Sutilezas da fala brasileira

Olavo de Carvalho

Época, 3 de Março de 2001

Graças a elas, a luta pela soberania torna-se guerra contra um inexistente liberalismo

No Brasil, os nomes de doutrinas e regimes políticos não designam as coisas que lhes correspondem na ordem das idéias e dos fatos. Designam pessoas e os sentimentos que a gente tem por elas. Os termos “liberalismo”, “neoliberalismo” e “globalização”, por exemplo, são sinônimos. Empregam-se, indiferentemente, para dizer: “Maldito FHC”. Mas, como os sentimentos que os usuários dessas expressões têm pelo maldito FHC são substancialmente os mesmos que têm pela direita em geral, as três palavras passam a significar também fascismo, nazismo e ditaduras militares latino-americanas, sem prejuízo de que possam ser usadas ainda para designar as tradições dos Founding Fathers americanos, a ideologia do Concílio de Trento e, last but not least, o Lalau e o Luiz Estevão.

Não pretendo absolutamente modificar essa norma lingüística solidamente estabelecida, pois cada um tem a liberdade de usar o divino dom da fala como bem entenda e, se uma nação inteira decidiu utilizá-lo como instrumento de auto-intoxicação, quem sou eu para aconselhá-la a não fazer isso?

Não obstante, é bom informar que, no resto do mundo, liberalismo é um regime de liberdade econômica e política, neoliberalismo é a sutil adaptação desse regime ao paladar dos nostálgicos do socialismo e globalização ou é a abertura das fronteiras comerciais ou a consolidação de um onipotente Estado mundial por cima da dissolução dos poderes regionais. Esses fenômenos não apenas não são o mesmo, mas têm entre si algumas incompatibilidades essenciais. Por exemplo, um Estado mundial, com regulamentos padronizados em escala planetária, é absolutamente contraditório com o princípio liberal da livre iniciativa local, não podendo, pois, um liberal ser um globalista em sentido pleno. No uso brasileiro dos termos, porém, essa incompatibilidade escapa por completo à percepção humana, de modo que todo mundo acredita que fomentando a intervenção do Estado na sociedade estará fazendo algo contra a nova ordem global, quando esta, precisamente, necessita que os Estados nacionais sejam “agentes de transformação” fortes o bastante para implantar em seus respectivos países as novas leis uniformizantes que vêm prontas de Nova York e de Genebra, como por exemplo o desarmamento civil e as quotas raciais.

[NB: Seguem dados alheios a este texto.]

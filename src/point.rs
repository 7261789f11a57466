use crate::error::{Result, TransformError};
use crate::math::{approx_eq, Dim, Vector3, Vector4};

/// Whether a homogeneous vector is a position or a free direction.
#[derive(Debug, Clone, Copy, PartialEq, Eq)]
pub enum PointKind {
    /// Homogeneous coordinate 1: affected by translation.
    Point,
    /// Homogeneous coordinate 0: translation-invariant.
    Direction,
}

impl PointKind {
    /// The homogeneous coordinate this kind carries.
    #[must_use]
    pub const fn w(self) -> f64 {
        match self {
            Self::Point => 1.0,
            Self::Direction => 0.0,
        }
    }
}

#[derive(Debug, Clone, Copy, PartialEq)]
pub(crate) enum Repr {
    D2(Vector3),
    D3(Vector4),
}

/// A 2D or 3D point (or direction) in homogeneous form.
///
/// The dimension is fixed at construction and the value is immutable:
/// applying a transform produces a new instance.
#[derive(Debug, Clone, Copy, PartialEq)]
pub struct HomogeneousPoint {
    pub(crate) repr: Repr,
}

impl HomogeneousPoint {
    /// Creates a 2D point `[x, y, 1]`.
    #[must_use]
    pub fn point2(x: f64, y: f64) -> Self {
        Self::planar(x, y, PointKind::Point)
    }

    /// Creates a 2D direction `[x, y, 0]`.
    #[must_use]
    pub fn direction2(x: f64, y: f64) -> Self {
        Self::planar(x, y, PointKind::Direction)
    }

    /// Creates a 3D point `[x, y, z, 1]`.
    #[must_use]
    pub fn point3(x: f64, y: f64, z: f64) -> Self {
        Self::spatial(x, y, z, PointKind::Point)
    }

    /// Creates a 3D direction `[x, y, z, 0]`.
    #[must_use]
    pub fn direction3(x: f64, y: f64, z: f64) -> Self {
        Self::spatial(x, y, z, PointKind::Direction)
    }

    /// Creates a point from a slice of 2 or 3 cartesian coordinates.
    ///
    /// # Errors
    ///
    /// Returns [`TransformError::InvalidParameter`] if `coords` does not hold
    /// exactly 2 or 3 values.
    pub fn new(coords: &[f64], kind: PointKind) -> Result<Self> {
        match *coords {
            [x, y] => Ok(Self::planar(x, y, kind)),
            [x, y, z] => Ok(Self::spatial(x, y, z, kind)),
            _ => Err(TransformError::invalid(format!(
                "expected 2 or 3 coordinates, got {}",
                coords.len()
            ))),
        }
    }

    fn planar(x: f64, y: f64, kind: PointKind) -> Self {
        Self {
            repr: Repr::D2(Vector3::new(x, y, kind.w())),
        }
    }

    fn spatial(x: f64, y: f64, z: f64, kind: PointKind) -> Self {
        Self {
            repr: Repr::D3(Vector4::new(x, y, z, kind.w())),
        }
    }

    /// Returns the dimensionality of this point.
    #[must_use]
    pub fn dim(&self) -> Dim {
        match self.repr {
            Repr::D2(_) => Dim::Two,
            Repr::D3(_) => Dim::Three,
        }
    }

    /// Returns all homogeneous components, including the trailing `w`.
    #[must_use]
    pub fn homogeneous(&self) -> &[f64] {
        match &self.repr {
            Repr::D2(v) => v.as_slice(),
            Repr::D3(v) => v.as_slice(),
        }
    }

    /// Returns the `dim` cartesian coordinates, without `w`.
    #[must_use]
    pub fn cartesian(&self) -> &[f64] {
        let h = self.homogeneous();
        &h[..h.len() - 1]
    }

    /// Returns the homogeneous coordinate.
    #[must_use]
    pub fn w(&self) -> f64 {
        match &self.repr {
            Repr::D2(v) => v.z,
            Repr::D3(v) => v.w,
        }
    }

    /// Returns the x coordinate.
    #[must_use]
    pub fn x(&self) -> f64 {
        self.homogeneous()[0]
    }

    /// Returns the y coordinate.
    #[must_use]
    pub fn y(&self) -> f64 {
        self.homogeneous()[1]
    }

    /// Returns the z coordinate, or `None` for 2D points.
    #[must_use]
    pub fn z(&self) -> Option<f64> {
        match &self.repr {
            Repr::D2(_) => None,
            Repr::D3(v) => Some(v.z),
        }
    }

    /// Component-wise comparison (including `w`) within `tol`.
    ///
    /// Points of different dimensionality are never equal.
    #[must_use]
    pub fn approx_eq(&self, other: &Self, tol: f64) -> bool {
        self.dim() == other.dim()
            && self
                .homogeneous()
                .iter()
                .zip(other.homogeneous())
                .all(|(a, b)| approx_eq(*a, *b, tol))
    }
}
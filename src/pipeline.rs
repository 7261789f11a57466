//! Composition of transforms.
//!
//! Two orders appear here and must not be mixed up:
//!
//! * [`compose`] multiplies in written order: `compose([A, B, C]) = A * B * C`,
//!   so `C` is the first to touch a point.
//! * [`compose_and_apply`] and [`Pipeline`] take ops in application order:
//!   the first op listed is applied first, giving `opN * ... * op1 * p`.
//!   Translate-then-rotate therefore rotates the translated point about the
//!   origin.

use crate::error::{Result, TransformError};
use crate::math::Dim;
use crate::matrix::TransformMatrix;
use crate::observe::Observer;
use crate::point::HomogeneousPoint;

/// Multiplies `matrices` left to right. An empty list yields the identity.
///
/// # Errors
///
/// Returns [`TransformError::DimensionMismatch`] if any matrix is not `dim`.
pub fn compose(dim: Dim, matrices: &[TransformMatrix]) -> Result<TransformMatrix> {
    matrices
        .iter()
        .try_fold(TransformMatrix::identity(dim), |acc, m| acc.multiply(m))
}

/// Applies `ops` to `point` in the order listed, each result feeding the
/// next.
///
/// # Errors
///
/// Returns [`TransformError::DimensionMismatch`] if any op's dimension
/// differs from the point's.
pub fn compose_and_apply(
    point: &HomogeneousPoint,
    ops: &[TransformMatrix],
) -> Result<HomogeneousPoint> {
    ops.iter().try_fold(*point, |p, m| m.apply(&p))
}

/// An ordered list of transforms in application order.
#[derive(Debug, Clone, PartialEq)]
pub struct Pipeline {
    dim: Dim,
    ops: Vec<TransformMatrix>,
}

impl Pipeline {
    /// Creates an empty pipeline for `dim`.
    #[must_use]
    pub fn new(dim: Dim) -> Self {
        Self {
            dim,
            ops: Vec::new(),
        }
    }

    /// Builds a pipeline from ops in application order.
    ///
    /// # Errors
    ///
    /// Returns [`TransformError::DimensionMismatch`] if any op is not `dim`.
    pub fn from_ops(dim: Dim, ops: impl IntoIterator<Item = TransformMatrix>) -> Result<Self> {
        ops.into_iter().try_fold(Self::new(dim), Self::then)
    }

    /// Appends `op`, to be applied after everything already in the pipeline.
    ///
    /// # Errors
    ///
    /// Returns [`TransformError::DimensionMismatch`] if `op` is not the
    /// pipeline's dimension.
    pub fn then(mut self, op: TransformMatrix) -> Result<Self> {
        TransformError::check_dim(self.dim, op.dim())?;
        self.ops.push(op);
        Ok(self)
    }

    /// Returns the dimensionality every op shares.
    #[must_use]
    pub fn dim(&self) -> Dim {
        self.dim
    }

    /// Returns the ops in application order.
    #[must_use]
    pub fn ops(&self) -> &[TransformMatrix] {
        &self.ops
    }

    /// Returns the number of ops.
    #[must_use]
    pub fn len(&self) -> usize {
        self.ops.len()
    }

    /// Returns `true` if the pipeline holds no ops.
    #[must_use]
    pub fn is_empty(&self) -> bool {
        self.ops.is_empty()
    }

    /// Collapses the pipeline into one matrix `opN * ... * op1`.
    ///
    /// # Errors
    ///
    /// Cannot fail for a pipeline built through [`then`](Self::then); the
    /// `Result` mirrors [`TransformMatrix::multiply`].
    pub fn matrix(&self) -> Result<TransformMatrix> {
        self.ops
            .iter()
            .try_fold(TransformMatrix::identity(self.dim), |acc, m| m.multiply(&acc))
    }

    /// Applies every op to `point` in order.
    ///
    /// # Errors
    ///
    /// Returns [`TransformError::DimensionMismatch`] if `point` is not the
    /// pipeline's dimension.
    pub fn apply(&self, point: &HomogeneousPoint) -> Result<HomogeneousPoint> {
        self.apply_observed(point, &mut ())
    }

    /// Like [`apply`](Self::apply), reporting every step to `observer`.
    ///
    /// # Errors
    ///
    /// Returns [`TransformError::DimensionMismatch`] if `point` is not the
    /// pipeline's dimension. The observer sees no steps in that case.
    pub fn apply_observed(
        &self,
        point: &HomogeneousPoint,
        observer: &mut dyn Observer,
    ) -> Result<HomogeneousPoint> {
        TransformError::check_dim(self.dim, point.dim())?;
        let mut current = *point;
        for (step, op) in self.ops.iter().enumerate() {
            let next = op.apply(&current)?;
            observer.on_step(step, op, &current, &next);
            current = next;
        }
        Ok(current)
    }
}
#![allow(clippy::unwrap_used)]

use std::f64::consts::{FRAC_PI_2, FRAC_PI_4, PI, SQRT_2};

use approx::assert_abs_diff_eq;
use homxform::builders::{
    axis_reflection2, axis_reflection3, axis_rotation, diagonal_reflection, reflection,
    rotation2, scaling3, translation, translation2, translation3, Axis, Axis2, Mirror,
    MirrorLine, Plane,
};
use homxform::{
    build_transform, compose, compose_and_apply, Dim, HomogeneousPoint, PointKind,
    TransformError, TransformKind, TransformMatrix,
};

fn assert_point(actual: &HomogeneousPoint, expected: &[f64], tol: f64) {
    assert_eq!(actual.cartesian().len(), expected.len());
    for (a, e) in actual.cartesian().iter().zip(expected) {
        assert_abs_diff_eq!(*a, *e, epsilon = tol);
    }
    assert_abs_diff_eq!(actual.w(), 1.0, epsilon = 0.0);
}

fn p2(x: f64, y: f64) -> HomogeneousPoint {
    HomogeneousPoint::point2(x, y)
}

fn p3(x: f64, y: f64, z: f64) -> HomogeneousPoint {
    HomogeneousPoint::point3(x, y, z)
}

#[test]
fn reflect_over_y_equals_x() {
    let out = diagonal_reflection(MirrorLine::YEqualsX).apply(&p2(2.0, 5.0)).unwrap();
    assert_point(&out, &[5.0, 2.0], 1e-9);
    let out = diagonal_reflection(MirrorLine::YEqualsX).apply(&p2(-1.0, 2.0)).unwrap();
    assert_point(&out, &[2.0, -1.0], 1e-9);
}

#[test]
fn reflect_over_y_equals_neg_x() {
    let out = diagonal_reflection(MirrorLine::YEqualsNegX)
        .apply(&p2(3.0, 4.0))
        .unwrap();
    assert_point(&out, &[-4.0, -3.0], 1e-9);
}

#[test]
fn translate_2d_examples() {
    let cases = [
        ([2.0, 3.0], [1.0, -1.0], [3.0, 2.0]),
        ([0.0, 0.0], [5.0, 5.0], [5.0, 5.0]),
        ([-1.0, 4.0], [2.0, -3.0], [1.0, 1.0]),
    ];
    for ([x, y], [tx, ty], expected) in cases {
        let out = translation2(tx, ty).apply(&p2(x, y)).unwrap();
        assert_point(&out, &expected, 1e-9);
    }
}

#[test]
fn translate_3d_examples() {
    let cases = [
        ([2.0, 3.0, 4.0], [3.0, 2.0, -1.0], [5.0, 5.0, 3.0]),
        ([0.0, 0.0, 0.0], [1.0, 1.0, 1.0], [1.0, 1.0, 1.0]),
        ([1.0, -1.0, 2.0], [-3.0, 4.0, 5.0], [-2.0, 3.0, 7.0]),
    ];
    for ([x, y, z], [tx, ty, tz], expected) in cases {
        let out = translation3(tx, ty, tz).apply(&p3(x, y, z)).unwrap();
        assert_point(&out, &expected, 1e-9);
    }
}

#[test]
fn reflect_2d_axis_examples() {
    let out = axis_reflection2(Axis2::X).apply(&p2(3.0, 2.0)).unwrap();
    assert_point(&out, &[3.0, -2.0], 1e-9);
    let out = axis_reflection2(Axis2::Y).apply(&p2(-1.0, 4.0)).unwrap();
    assert_point(&out, &[1.0, 4.0], 1e-9);
    let out = axis_reflection2(Axis2::X).apply(&p2(2.0, -3.0)).unwrap();
    assert_point(&out, &[2.0, 3.0], 1e-9);
}

#[test]
fn reflect_3d_plane_examples() {
    let out = axis_reflection3(Plane::XY).apply(&p3(2.0, 3.0, 4.0)).unwrap();
    assert_point(&out, &[2.0, 3.0, -4.0], 1e-9);
    let out = axis_reflection3(Plane::YZ).apply(&p3(1.0, -2.0, 3.0)).unwrap();
    assert_point(&out, &[-1.0, -2.0, 3.0], 1e-9);
    let out = axis_reflection3(Plane::XZ).apply(&p3(4.0, 5.0, 6.0)).unwrap();
    assert_point(&out, &[4.0, -5.0, 6.0], 1e-9);
}

#[test]
fn rotate_about_z_examples() {
    let out = axis_rotation(Axis::Z, FRAC_PI_2).apply(&p3(1.0, 0.0, 0.0)).unwrap();
    assert_point(&out, &[0.0, 1.0, 0.0], 1e-6);
    let out = axis_rotation(Axis::Z, PI).apply(&p3(0.0, 1.0, 0.0)).unwrap();
    assert_point(&out, &[0.0, -1.0, 0.0], 1e-6);
    let out = axis_rotation(Axis::Z, FRAC_PI_4).apply(&p3(2.0, 0.0, 3.0)).unwrap();
    assert_point(&out, &[SQRT_2, SQRT_2, 3.0], 1e-6);
}

#[test]
fn rotate_90_about_x_and_y() {
    let out = axis_rotation(Axis::X, FRAC_PI_2).apply(&p3(0.0, 1.0, 0.0)).unwrap();
    assert_point(&out, &[0.0, 0.0, 1.0], 1e-6);
    // Y turns +x toward -z.
    let out = axis_rotation(Axis::Y, FRAC_PI_2).apply(&p3(1.0, 0.0, 0.0)).unwrap();
    assert_point(&out, &[0.0, 0.0, -1.0], 1e-6);

    let out = axis_rotation(Axis::X, FRAC_PI_2).apply(&p3(1.0, 2.0, 3.0)).unwrap();
    assert_point(&out, &[1.0, -3.0, 2.0], 1e-6);
    let out = axis_rotation(Axis::Y, FRAC_PI_2).apply(&p3(1.0, 2.0, 3.0)).unwrap();
    assert_point(&out, &[3.0, 2.0, -1.0], 1e-6);
}

#[test]
fn scale_3d_examples() {
    let cases = [
        ([2.0, 3.0, 4.0], [2.0, 1.0, 0.5], [4.0, 3.0, 2.0]),
        ([1.0, 1.0, 1.0], [0.5, 0.5, 0.5], [0.5, 0.5, 0.5]),
        ([3.0, -2.0, 5.0], [-1.0, 2.0, 1.0], [-3.0, -4.0, 5.0]),
    ];
    for ([x, y, z], [sx, sy, sz], expected) in cases {
        let out = scaling3(sx, sy, sz).apply(&p3(x, y, z)).unwrap();
        assert_point(&out, &expected, 1e-9);
    }
}

#[test]
fn identity_law_is_exact() {
    let points = [
        p2(1.25, -3.5),
        HomogeneousPoint::direction2(-0.1, 9.0),
        p3(1e6, -1e-6, 42.0),
        HomogeneousPoint::direction3(0.0, -1.0, 0.3),
    ];
    for p in points {
        assert_eq!(TransformMatrix::identity(p.dim()).apply(&p).unwrap(), p);
    }
}

#[test]
fn composition_is_associative() {
    let a = axis_rotation(Axis::X, 0.4);
    let b = translation3(1.0, -2.0, 0.5);
    let c = scaling3(2.0, 0.5, -1.0);
    let composed = compose(Dim::Three, &[a, b, c]).unwrap();
    let nested = a.multiply(&b).unwrap().multiply(&c).unwrap();
    let right = a.multiply(&b.multiply(&c).unwrap()).unwrap();
    assert!(composed.approx_eq(&nested, 1e-9));
    assert!(composed.approx_eq(&right, 1e-9));
}

#[test]
fn reflections_are_involutions() {
    let p = p2(-2.5, 7.0);
    for mirror in [
        Mirror::Axis(Axis2::X),
        Mirror::Axis(Axis2::Y),
        Mirror::Line(MirrorLine::YEqualsX),
        Mirror::Line(MirrorLine::YEqualsNegX),
    ] {
        let m = reflection(mirror);
        let twice = compose_and_apply(&p, &[m, m]).unwrap();
        assert!(twice.approx_eq(&p, 1e-9), "{mirror:?}");
    }

    let q = p3(1.5, -2.0, 3.25);
    for plane in [Plane::XY, Plane::XZ, Plane::YZ] {
        let m = axis_reflection3(plane);
        let twice = compose_and_apply(&q, &[m, m]).unwrap();
        assert!(twice.approx_eq(&q, 1e-9), "{plane:?}");
    }
}

#[test]
fn rotation_undoes_with_negated_angle() {
    let q = p3(0.3, -4.0, 2.2);
    for axis in [Axis::X, Axis::Y, Axis::Z] {
        for angle in [0.1, FRAC_PI_2, 2.5, -7.0, 100.0] {
            let ops = [axis_rotation(axis, angle), axis_rotation(axis, -angle)];
            let back = compose_and_apply(&q, &ops).unwrap();
            assert!(back.approx_eq(&q, 1e-6), "{axis:?} by {angle}");
        }
    }

    let p = p2(5.0, -1.0);
    let back = compose_and_apply(&p, &[rotation2(1.3), rotation2(-1.3)]).unwrap();
    assert!(back.approx_eq(&p, 1e-6));
}

#[test]
fn translations_add() {
    let t1 = [1.5, -2.0, 0.25];
    let t2 = [-0.5, 4.0, 3.0];
    let sum: Vec<f64> = t1.iter().zip(&t2).map(|(a, b)| a + b).collect();

    let composed = translation(&t1)
        .unwrap()
        .multiply(&translation(&t2).unwrap())
        .unwrap();
    assert!(composed.approx_eq(&translation(&sum).unwrap(), 1e-12));

    let composed = translation2(2.0, -3.0)
        .multiply(&translation2(-0.5, 1.25))
        .unwrap();
    assert!(composed.approx_eq(&translation2(1.5, -1.75), 1e-12));

    let build = |t: Vec<f64>| build_transform(&TransformKind::Translation(t), Dim::Two).unwrap();
    let composed = build(vec![4.0, 0.5]).multiply(&build(vec![-1.0, 2.5])).unwrap();
    assert!(composed.approx_eq(&build(vec![3.0, 3.0]), 1e-12));
}

#[test]
fn application_order_is_listed_order() {
    // Translate (1, 0, 0) to (2, 0, 0), then spin about Z: lands on (0, 2, 0).
    let ops = [translation3(1.0, 0.0, 0.0), axis_rotation(Axis::Z, FRAC_PI_2)];
    let out = compose_and_apply(&p3(1.0, 0.0, 0.0), &ops).unwrap();
    assert_point(&out, &[0.0, 2.0, 0.0], 1e-9);

    // Reversed: spin to (0, 1, 0), then translate to (1, 1, 0).
    let ops = [axis_rotation(Axis::Z, FRAC_PI_2), translation3(1.0, 0.0, 0.0)];
    let out = compose_and_apply(&p3(1.0, 0.0, 0.0), &ops).unwrap();
    assert_point(&out, &[1.0, 1.0, 0.0], 1e-9);
}

#[test]
fn dynamic_surface_from_names() {
    let mirror: Mirror = "y=-x".parse().unwrap();
    let m = build_transform(&TransformKind::Reflection(mirror), Dim::Two).unwrap();
    let out = m.apply(&p2(3.0, 4.0)).unwrap();
    assert_point(&out, &[-4.0, -3.0], 1e-9);

    let axis: Axis = "Y".parse().unwrap();
    let kind = TransformKind::Rotation {
        axis: Some(axis),
        angle: FRAC_PI_2,
    };
    let out = build_transform(&kind, Dim::Three)
        .unwrap()
        .apply(&p3(0.0, 0.0, 1.0))
        .unwrap();
    assert_point(&out, &[1.0, 0.0, 0.0], 1e-6);

    assert!(matches!(
        "q".parse::<Plane>(),
        Err(TransformError::InvalidParameter(_))
    ));
}

#[test]
fn directions_only_see_linear_part() {
    let d = HomogeneousPoint::new(&[1.0, 0.0, 0.0], PointKind::Direction).unwrap();
    let ops = [translation3(9.0, 9.0, 9.0), axis_rotation(Axis::Z, FRAC_PI_2)];
    let out = compose_and_apply(&d, &ops).unwrap();
    assert!(out.approx_eq(&HomogeneousPoint::direction3(0.0, 1.0, 0.0), 1e-9));
}

#[test]
fn dimension_mismatch_surfaces() {
    let err = axis_rotation(Axis::Z, 1.0).apply(&p2(1.0, 1.0)).unwrap_err();
    assert_eq!(
        err,
        TransformError::DimensionMismatch {
            expected: Dim::Three,
            found: Dim::Two,
        }
    );
}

Mas a mixórdia semântica brasileira transpõe resolutamente as fronteiras da psicose quando uma alma de nacionalista contempla com horror a subserviência de nosso governo aos poderes internacionais e chama isso de “liberalismo”, identificando independência nacional com “Estado forte”, como se o governante de um Estado forte não estivesse muito mais habilitado que o “maldito FHC” a impor a seus governados as regulamentações globalistas que bem desejasse.

Não é de estranhar que, nesse contexto, os males econômicos do Brasil acabem sendo atribuídos à economia liberal, a qual, no entanto, praticamente inexiste neste país. O The Wall Street Journal e a Heritage Foundation mantêm há anos uma meticulosa pesquisa de índices de liberdade econômica, definida pela ausência de fatores como intervenção estatal, impostos altos, regulamentações restritivas etc. Nessa escala, que vai idealmente de 1 a 200, os regimes mais liberais do mundo são Hong Kong (1), Cingapura (2), Irlanda (3), Nova Zelândia (4), Estados Unidos e Luxemburgo (5), Reino Unido (7), Holanda (8) e Suíça (9). O Brasil está em 93º lugar, bem pertinho da China (114). A prevalecer a atual semântica, devemos nos libertar da exploração globalista adotando os métodos de desenvolvimento da Índia (133), do Haiti (137), de Cuba (152) e da Coréia do Norte (155). Teremos de viver de esmolas do Banco Mundial, mas isso então se chamará “soberania”- e quem serei eu para dizer que não?